Created on Wed Apr 22 15:21:11 2015
Code to compute spike-triggered average.
"""
from __future__ import division
import numpy as np
import matplotlib.pyplot as plt
def compute_sta(stim, rho, num_timesteps):
"""Compute the spike-triggered average from a stimulus and spike-train.
Args:
stim: stimulus time-series
rho: spike-train time-series
num_timesteps: how many timesteps to use in STA
Returns:
spike-triggered average for num_timesteps timesteps before spike"""
sta = np.zeros((num_timesteps,))
# This command finds the indices of all of the spikes that occur
# after 300 ms into the recording.
spike_times = rho[num_timesteps:].nonzero()[0] + num_timesteps
# Fill in this value. Note that you should not count spikes that occur
# before 300 ms into the recording.
num_spikes = rho[150:].sum()
# Compute the spike-triggered average of the spikes found.

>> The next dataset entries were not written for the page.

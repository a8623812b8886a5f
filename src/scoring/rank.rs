//! @acp:module "Recommendation Ranking"
//! @acp:summary "Priority recomputation and stable ranking"
//! @acp:domain roadmap
//! @acp:layer logic

use super::score::{classify_with, score_with};
use crate::config::ScoringConfig;
use crate::model::Recommendation;

/// Copies of `recs` with priority recomputed from content
pub fn prioritize(recs: &[Recommendation]) -> Vec<Recommendation> {
    prioritize_with(recs, &ScoringConfig::default())
}

pub fn prioritize_with(recs: &[Recommendation], weights: &ScoringConfig) -> Vec<Recommendation> {
    recs.iter()
        .map(|rec| {
            let mut rec = rec.clone();
            rec.priority = classify_with(&rec, weights);
            rec
        })
        .collect()
}

/// Rank recommendations by priority class, then score (both descending)
///
/// Returns a new vector; the input and its order are untouched. Equal
/// keys keep their input order.
pub fn rank_recommendations(recs: &[Recommendation]) -> Vec<Recommendation> {
    rank_with(recs, &ScoringConfig::default())
}

pub fn rank_with(recs: &[Recommendation], weights: &ScoringConfig) -> Vec<Recommendation> {
    let mut keyed: Vec<(u8, f64, &Recommendation)> = recs
        .iter()
        .map(|rec| (rec.priority.rank(), score_with(rec, weights), rec))
        .collect();

    // sort_by is stable
    keyed.sort_by(|a, b| {
        a.0.cmp(&b.0)
            .then_with(|| b.1.partial_cmp(&a.1).unwrap_or(std::cmp::Ordering::Equal))
    });

    keyed.into_iter().map(|(_, _, rec)| rec.clone()).collect()
}

#[cfg(test)]
mod tests {
    use super::*;
    use crate::model::{Effort, Priority, RecommendationType};

    fn rec(id: &str, priority: Priority, effort: Effort) -> Recommendation {
        Recommendation::new(id, RecommendationType::Dependency, id)
            .with_priority(priority)
            .with_effort(effort)
    }

    #[test]
    fn test_rank_by_priority_then_score() {
        let input = vec![
            rec("low", Priority::Low, Effort::Low),
            rec("high-costly", Priority::High, Effort::High),
            rec("critical", Priority::Critical, Effort::High),
            rec("high-cheap", Priority::High, Effort::Low),
        ];

        let ids: Vec<_> = rank_recommendations(&input)
            .into_iter()
            .map(|r| r.id)
            .collect();
        assert_eq!(ids, vec!["critical", "high-cheap", "high-costly", "low"]);
    }

    #[test]
    fn test_rank_is_stable_and_non_mutating() {
        let input = vec![
            rec("a", Priority::Medium, Effort::Medium),
            rec("b", Priority::Medium, Effort::Medium),
            rec("c", Priority::Medium, Effort::Medium),
        ];
        let snapshot = input.clone();

        let ranked = rank_recommendations(&input);
        assert_eq!(ranked, snapshot);
        assert_eq!(input, snapshot);
    }

    #[test]
    fn test_rank_empty() {
        assert!(rank_recommendations(&[]).is_empty());
    }

    #[test]
    fn test_prioritize_overrides_asserted_priority() {
        let input = vec![Recommendation::new("r", RecommendationType::Dependency, "lodash")
            .with_description("A patch version update is available")
            .with_effort(Effort::Low)
            .with_benefits(["Bug fixes"])
            .with_priority(Priority::Critical)];

        let prioritized = prioritize(&input);
        assert_eq!(prioritized[0].priority, Priority::Low);
        assert_eq!(input[0].priority, Priority::Critical);
    }
}
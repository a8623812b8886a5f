//! @acp:module "Topological Order"
//! @acp:summary "Cycle-tolerant depth-first linearization and depth calculation"
//! @acp:domain roadmap
//! @acp:layer logic
//!
//! A depth-first traversal with a three-state marker per node. Reaching a
//! node that is still in progress closes a cycle: that edge is skipped and
//! recorded, and traversal continues. The edges kept form a DAG, and
//! depths are computed over them only.

use std::collections::HashMap;

use super::DependencyGraph;

#[derive(Debug, Clone, Copy, PartialEq, Eq)]
enum Mark {
    Unvisited,
    InProgress,
    Done,
}

/// @acp:summary "Linear order plus the acyclic edge set it respects"
#[derive(Debug, Clone, Default)]
pub struct TopologicalOrder {
    /// Every id exactly once; dependencies before dependents
    order: Vec<String>,
    /// Edges kept by the traversal
    retained: HashMap<String, Vec<String>>,
    /// (from, to) edges skipped because they closed a cycle
    dropped: Vec<(String, String)>,
}

impl TopologicalOrder {
    pub fn ids(&self) -> &[String] {
        &self.order
    }

    /// Dependencies of `id` that survived cycle breaking
    pub fn retained(&self, id: &str) -> &[String] {
        self.retained.get(id).map(Vec::as_slice).unwrap_or(&[])
    }

    /// Cycle-closing edges that were skipped
    pub fn dropped_edges(&self) -> &[(String, String)] {
        &self.dropped
    }

    pub fn has_cycles(&self) -> bool {
        !self.dropped.is_empty()
    }

    /// @acp:summary "Longest retained dependency chain per id"
    ///
    /// 0 for ids without retained dependencies, else 1 + the maximum depth
    /// of those dependencies.
    pub fn depths(&self) -> HashMap<String, usize> {
        let mut depths: HashMap<String, usize> = HashMap::with_capacity(self.order.len());

        for id in &self.order {
            let depth = self
                .retained(id)
                .iter()
                .map(|dep| depths.get(dep).copied().unwrap_or(0) + 1)
                .max()
                .unwrap_or(0);
            depths.insert(id.clone(), depth);
        }

        depths
    }
}

/// @acp:summary "Linearize the graph, skipping cycle-closing edges"
///
/// Runs in O(V + E) with an explicit stack, so deep chains cannot
/// overflow the call stack.
pub fn topological_order(graph: &DependencyGraph) -> TopologicalOrder {
    let mut marks: HashMap<&str, Mark> = graph
        .ids()
        .iter()
        .map(|id| (id.as_str(), Mark::Unvisited))
        .collect();

    let mut result = TopologicalOrder {
        order: Vec::with_capacity(graph.node_count()),
        retained: HashMap::with_capacity(graph.node_count()),
        dropped: Vec::new(),
    };

    for start in graph.ids() {
        if marks.get(start.as_str()) != Some(&Mark::Unvisited) {
            continue;
        }

        marks.insert(start.as_str(), Mark::InProgress);
        let mut stack: Vec<(&str, usize)> = vec![(start.as_str(), 0)];

        while let Some(&(node, next)) = stack.last() {
            let deps = graph.dependencies(node);

            if next < deps.len() {
                if let Some(top) = stack.last_mut() {
                    top.1 += 1;
                }

                let dep = deps[next].as_str();
                match marks.get(dep).copied().unwrap_or(Mark::Done) {
                    Mark::Unvisited => {
                        keep_edge(&mut result, node, dep);
                        marks.insert(dep, Mark::InProgress);
                        stack.push((dep, 0));
                    }
                    Mark::InProgress => {
                        tracing::debug!("Dropping cycle edge {} -> {}", node, dep);
                        result.dropped.push((node.to_string(), dep.to_string()));
                    }
                    Mark::Done => keep_edge(&mut result, node, dep),
                }
            } else {
                marks.insert(node, Mark::Done);
                result.order.push(node.to_string());
                stack.pop();
            }
        }
    }

    result
}

fn keep_edge(result: &mut TopologicalOrder, from: &str, to: &str) {
    result
        .retained
        .entry(from.to_string())
        .or_default()
        .push(to.to_string());
}

#[cfg(test)]
mod tests {
    use super::*;
    use crate::model::{Dependency, Recommendation, RecommendationType};

    fn graph(ids: &[&str], edges: &[(&str, &str)]) -> DependencyGraph {
        let recs: Vec<_> = ids
            .iter()
            .map(|id| Recommendation::new(*id, RecommendationType::Pattern, *id))
            .collect();
        let deps: Vec<_> = edges
            .iter()
            .map(|(from, to)| Dependency::new(*from, vec![to.to_string()], ""))
            .collect();
        DependencyGraph::build(&recs, &deps)
    }

    fn position(order: &TopologicalOrder, id: &str) -> usize {
        order.ids().iter().position(|x| x == id).unwrap()
    }

    #[test]
    fn test_dependencies_come_first() {
        let g = graph(&["a", "b", "c"], &[("a", "b"), ("b", "c")]);
        let order = topological_order(&g);

        assert_eq!(order.ids(), &["c".to_string(), "b".to_string(), "a".to_string()]);
        assert!(!order.has_cycles());
    }

    #[test]
    fn test_isolated_nodes_keep_input_order() {
        let g = graph(&["x", "y", "z"], &[]);
        let order = topological_order(&g);
        assert_eq!(order.ids(), &["x".to_string(), "y".to_string(), "z".to_string()]);
    }

    #[test]
    fn test_two_cycle_drops_one_edge() {
        let g = graph(&["a", "b"], &[("a", "b"), ("b", "a")]);
        let order = topological_order(&g);

        assert_eq!(order.ids().len(), 2);
        assert_eq!(order.dropped_edges(), &[("b".to_string(), "a".to_string())]);
        assert!(position(&order, "b") < position(&order, "a"));
    }

    #[test]
    fn test_full_cycle_every_id_once() {
        let g = graph(&["a", "b", "c"], &[("a", "b"), ("b", "c"), ("c", "a")]);
        let order = topological_order(&g);

        let mut ids = order.ids().to_vec();
        ids.sort();
        assert_eq!(ids, vec!["a", "b", "c"]);
        assert_eq!(order.dropped_edges().len(), 1);
    }

    #[test]
    fn test_depths_longest_chain() {
        // d depends on a directly and through b -> c
        let g = graph(
            &["a", "b", "c", "d"],
            &[("d", "a"), ("d", "b"), ("b", "c"), ("c", "a")],
        );
        let depths = topological_order(&g).depths();

        assert_eq!(depths["a"], 0);
        assert_eq!(depths["c"], 1);
        assert_eq!(depths["b"], 2);
        assert_eq!(depths["d"], 3);
    }

    #[test]
    fn test_depths_ignore_dropped_edges() {
        let g = graph(&["a", "b"], &[("a", "b"), ("b", "a")]);
        let depths = topological_order(&g).depths();

        assert_eq!(depths["b"], 0);
        assert_eq!(depths["a"], 1);
    }

    #[test]
    fn test_long_chain_does_not_overflow() {
        let ids: Vec<String> = (0..20_000).map(|i| format!("n{}", i)).collect();
        let recs: Vec<_> = ids
            .iter()
            .map(|id| Recommendation::new(id.clone(), RecommendationType::Pattern, id.clone()))
            .collect();
        let deps: Vec<_> = ids
            .windows(2)
            .map(|w| Dependency::new(w[0].clone(), vec![w[1].clone()], ""))
            .collect();

        let order = topological_order(&DependencyGraph::build(&recs, &deps));
        assert_eq!(order.ids().len(), 20_000);
        assert_eq!(order.ids()[0], "n19999");
    }
}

# To do this, compute the average of all of the vectors
# starting 300 ms (exclusive) before a spike and ending at the time of
# the event (inclusive). Each of these vectors defines a list of
# samples that is contained within a window of 300 ms before each
# spike. The average of these vectors should be completed in an
# element-wise manner.
#
# Your code goes here.
print('num of spikes for STA:', num_spikes)
for sp in range(num_spikes):
t = spike_times[sp]
w = stim[t-150:t].T
sta = sta + w
sta = sta / num_spikes
return sta